BEGIN Given entries

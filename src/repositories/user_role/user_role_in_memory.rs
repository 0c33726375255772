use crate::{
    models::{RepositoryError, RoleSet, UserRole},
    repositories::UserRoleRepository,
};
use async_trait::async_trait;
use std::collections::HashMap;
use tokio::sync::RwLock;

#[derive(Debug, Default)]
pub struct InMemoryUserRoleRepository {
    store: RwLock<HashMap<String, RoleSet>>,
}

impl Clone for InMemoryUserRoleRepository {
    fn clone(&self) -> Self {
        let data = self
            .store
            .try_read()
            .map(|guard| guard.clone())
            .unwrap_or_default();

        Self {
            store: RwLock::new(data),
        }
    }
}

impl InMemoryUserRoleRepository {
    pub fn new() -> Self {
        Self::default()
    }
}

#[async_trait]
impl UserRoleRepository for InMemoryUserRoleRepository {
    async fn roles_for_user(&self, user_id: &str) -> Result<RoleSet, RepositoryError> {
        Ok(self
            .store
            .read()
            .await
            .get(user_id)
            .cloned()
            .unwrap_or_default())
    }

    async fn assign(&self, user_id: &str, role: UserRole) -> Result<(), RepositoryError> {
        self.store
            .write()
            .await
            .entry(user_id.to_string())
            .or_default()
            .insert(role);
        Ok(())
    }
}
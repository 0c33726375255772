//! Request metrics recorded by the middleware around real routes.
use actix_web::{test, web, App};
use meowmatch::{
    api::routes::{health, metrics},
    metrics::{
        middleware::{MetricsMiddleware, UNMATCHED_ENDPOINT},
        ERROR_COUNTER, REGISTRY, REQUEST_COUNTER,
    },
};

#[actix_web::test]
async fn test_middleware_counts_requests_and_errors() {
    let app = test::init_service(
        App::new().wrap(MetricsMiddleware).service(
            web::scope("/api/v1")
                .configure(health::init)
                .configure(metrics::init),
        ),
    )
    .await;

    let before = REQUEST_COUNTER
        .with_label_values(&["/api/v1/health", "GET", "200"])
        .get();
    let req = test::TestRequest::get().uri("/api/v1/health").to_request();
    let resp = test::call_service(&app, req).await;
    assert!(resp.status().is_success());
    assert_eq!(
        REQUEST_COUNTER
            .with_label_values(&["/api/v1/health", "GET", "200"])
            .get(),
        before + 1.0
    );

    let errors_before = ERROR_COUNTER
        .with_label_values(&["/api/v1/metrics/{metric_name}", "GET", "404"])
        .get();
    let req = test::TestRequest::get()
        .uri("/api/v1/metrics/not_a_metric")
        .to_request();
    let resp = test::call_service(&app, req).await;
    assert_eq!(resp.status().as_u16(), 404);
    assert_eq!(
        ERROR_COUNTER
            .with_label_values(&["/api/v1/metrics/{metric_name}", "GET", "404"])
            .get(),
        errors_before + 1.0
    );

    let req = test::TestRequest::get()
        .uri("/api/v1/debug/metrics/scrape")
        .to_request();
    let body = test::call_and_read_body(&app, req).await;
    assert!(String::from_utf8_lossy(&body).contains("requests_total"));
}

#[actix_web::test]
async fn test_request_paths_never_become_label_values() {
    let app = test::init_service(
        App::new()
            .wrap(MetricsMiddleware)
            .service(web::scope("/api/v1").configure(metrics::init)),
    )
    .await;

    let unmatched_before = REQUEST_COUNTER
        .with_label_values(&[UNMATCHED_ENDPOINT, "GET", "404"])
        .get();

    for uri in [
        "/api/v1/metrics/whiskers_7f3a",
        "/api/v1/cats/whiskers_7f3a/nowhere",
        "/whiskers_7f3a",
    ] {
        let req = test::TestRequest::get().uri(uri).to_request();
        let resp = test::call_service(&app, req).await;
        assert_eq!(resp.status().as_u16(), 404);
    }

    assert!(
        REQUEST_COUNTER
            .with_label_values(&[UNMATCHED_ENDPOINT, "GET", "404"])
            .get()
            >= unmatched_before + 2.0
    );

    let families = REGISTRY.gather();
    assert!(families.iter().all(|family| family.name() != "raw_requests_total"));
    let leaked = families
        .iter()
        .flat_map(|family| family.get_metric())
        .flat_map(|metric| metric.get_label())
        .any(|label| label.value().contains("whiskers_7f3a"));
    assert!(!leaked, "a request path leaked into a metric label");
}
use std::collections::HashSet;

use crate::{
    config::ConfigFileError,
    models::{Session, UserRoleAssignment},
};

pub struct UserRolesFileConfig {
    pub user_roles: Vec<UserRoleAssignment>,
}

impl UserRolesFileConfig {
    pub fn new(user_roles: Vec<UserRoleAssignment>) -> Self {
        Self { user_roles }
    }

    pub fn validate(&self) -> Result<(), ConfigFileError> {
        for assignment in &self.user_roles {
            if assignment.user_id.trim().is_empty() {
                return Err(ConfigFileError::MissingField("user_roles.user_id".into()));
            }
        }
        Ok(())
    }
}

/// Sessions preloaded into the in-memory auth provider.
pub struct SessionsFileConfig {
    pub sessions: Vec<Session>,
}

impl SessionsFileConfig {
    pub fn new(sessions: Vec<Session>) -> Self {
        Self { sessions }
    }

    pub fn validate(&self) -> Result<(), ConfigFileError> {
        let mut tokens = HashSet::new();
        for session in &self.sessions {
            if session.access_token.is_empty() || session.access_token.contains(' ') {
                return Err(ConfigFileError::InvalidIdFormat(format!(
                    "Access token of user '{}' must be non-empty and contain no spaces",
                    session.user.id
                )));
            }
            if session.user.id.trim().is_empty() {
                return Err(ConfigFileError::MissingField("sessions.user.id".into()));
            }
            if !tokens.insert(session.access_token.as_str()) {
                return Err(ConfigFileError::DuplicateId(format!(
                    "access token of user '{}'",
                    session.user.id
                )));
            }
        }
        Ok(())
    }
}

END Given entries

**What you are asked to do**
Set down the data in full, word for word.

**Response box**
filename src/repositories/user_role/user_role_in_memory.rs
repository 0c33726375255772
use crate::{
    models::{RepositoryError, RoleSet, UserRole},
    repositories::UserRoleRepository,
};
use async_trait::async_trait;
use std::collections::HashMap;
use tokio::sync::RwLock;

#[derive(Debug, Default)]
pub struct InMemoryUserRoleRepository {
    store: RwLock<HashMap<String, RoleSet>>,
}

impl Clone for InMemoryUserRoleRepository {
    fn clone(&self) -> Self {
        let data = self
            .store
            .try_read()
            .map(|guard| guard.clone())
            .unwrap_or_default();

        Self {
            store: RwLock::new(data),
        }
    }
}

impl InMemoryUserRoleRepository {
    pub fn new() -> Self {
        Self::default()
    }
}

#[async_trait]
impl UserRoleRepository for InMemoryUserRoleRepository {
    async fn roles_for_user(&self, user_id: &str) -> Result<RoleSet, RepositoryError> {
        Ok(self
            .store
            .read()
            .await
            .get(user_id)
            .cloned()
            .unwrap_or_default())
    }

    async fn assign(&self, user_id: &str, role: UserRole) -> Result<(), RepositoryError> {
        self.store
            .write()
            .await
            .entry(user_id.to_string())
            .or_default()
            .insert(role);
        Ok(())
    }
}
repository 0c33726375255772
//! Request metrics recorded by the middleware around real routes.
use actix_web::{test, web, App};
use meowmatch::{
    api::routes::{health, metrics},
    metrics::{
        middleware::{MetricsMiddleware, UNMATCHED_ENDPOINT},
        ERROR_COUNTER, REGISTRY, REQUEST_COUNTER,
    },
};

#[actix_web::test]
async fn test_middleware_counts_requests_and_errors() {
    let app = test::init_service(
        App::new().wrap(MetricsMiddleware).service(
            web::scope("/api/v1")
                .configure(health::init)
                .configure(metrics::init),
        ),
    )
    .await;

    let before = REQUEST_COUNTER
        .with_label_values(&["/api/v1/health", "GET", "200"])
        .get();
    let req = test::TestRequest::get().uri("/api/v1/health").to_request();
    let resp = test::call_service(&app, req).await;
    assert!(resp.status().is_success());
    assert_eq!(
        REQUEST_COUNTER
            .with_label_values(&["/api/v1/health", "GET", "200"])
            .get(),
        before + 1.0
    );

    let errors_before = ERROR_COUNTER
        .with_label_values(&["/api/v1/metrics/{metric_name}", "GET", "404"])
        .get();
    let req = test::TestRequest::get()
        .uri("/api/v1/metrics/not_a_metric")
        .to_request();
    let resp = test::call_service(&app, req).await;
    assert_eq!(resp.status().as_u16(), 404);
    assert_eq!(
        ERROR_COUNTER
            .with_label_values(&["/api/v1/metrics/{metric_name}", "GET", "404"])
            .get(),
        errors_before + 1.0
    );

    let req = test::TestRequest::get()
        .uri("/api/v1/debug/metrics/scrape")
        .to_request();
    let body = test::call_and_read_body(&app, req).await;
    assert!(String::from_utf8_lossy(&body).contains("requests_total"));
}

#[actix_web::test]
async fn test_request_paths_never_become_label_values() {
    let app = test::init_service(
        App::new()
            .wrap(MetricsMiddleware)
            .service(web::scope("/api/v1").configure(metrics::init)),
    )
    .await;

    let unmatched_before = REQUEST_COUNTER
        .with_label_values(&[UNMATCHED_ENDPOINT, "GET", "404"])
        .get();

    for uri in [
        "/api/v1/metrics/whiskers_7f3a",
        "/api/v1/cats/whiskers_7f3a/nowhere",
        "/whiskers_7f3a",
    ] {
        let req = test::TestRequest::get().uri(uri).to_request();
        let resp = test::call_service(&app, req).await;
        assert_eq!(resp.status().as_u16(), 404);
    }

    assert!(
        REQUEST_COUNTER
            .with_label_values(&[UNMATCHED_ENDPOINT, "GET", "404"])
            .get()
            >= unmatched_before + 2.0
    );

    let families = REGISTRY.gather();
    assert!(families.iter().all(|family| family.name() != "raw_requests_total"));
    let leaked = families
        .iter()
        .flat_map(|family| family.get_metric())
        .flat_map(|metric| metric.get_label())
        .any(|label| label.value().contains("whiskers_7f3a"));
    assert!(!leaked, "a request path leaked into a metric label");
}
use std::collections::HashSet;

use crate::{
    config::ConfigFileError,
    models::{Session, UserRoleAssignment},
};

pub struct UserRolesFileConfig {
    pub user_roles: Vec<UserRoleAssignment>,
}

impl UserRolesFileConfig {
    pub fn new(user_roles: Vec<UserRoleAssignment>) -> Self {
        Self { user_roles }
    }

    pub fn validate(&self) -> Result<(), ConfigFileError> {
        for assignment in &self.user_roles {
            if assignment.user_id.trim().is_empty() {
                return Err(ConfigFileError::MissingField("user_roles.user_id".into()));
            }
        }
        Ok(())
    }
}

/// Sessions preloaded into the in-memory auth provider.
pub struct SessionsFileConfig {
    pub sessions: Vec<Session>,
}

impl SessionsFileConfig {
    pub fn new(sessions: Vec<Session>) -> Self {
        Self { sessions }
    }

    pub fn validate(&self) -> Result<(), ConfigFileError> {
        let mut tokens = HashSet::new();
        for session in &self.sessions {
            if session.access_token.is_empty() || session.access_token.contains(' ') {
                return Err(ConfigFileError::InvalidIdFormat(format!(
                    "Access token of user '{}' must be non-empty and contain no spaces",
                    session.user.id
                )));
            }
            if session.user.id.trim().is_empty() {
                return Err(ConfigFileError::MissingField("sessions.user.id".into()));
            }
            if !tokens.insert(session.access_token.as_str()) {
                return Err(ConfigFileError::DuplicateId(format!(
                    "access token of user '{}'",
                    session.user.id
                )));
            }
        }
        Ok(())
    }
}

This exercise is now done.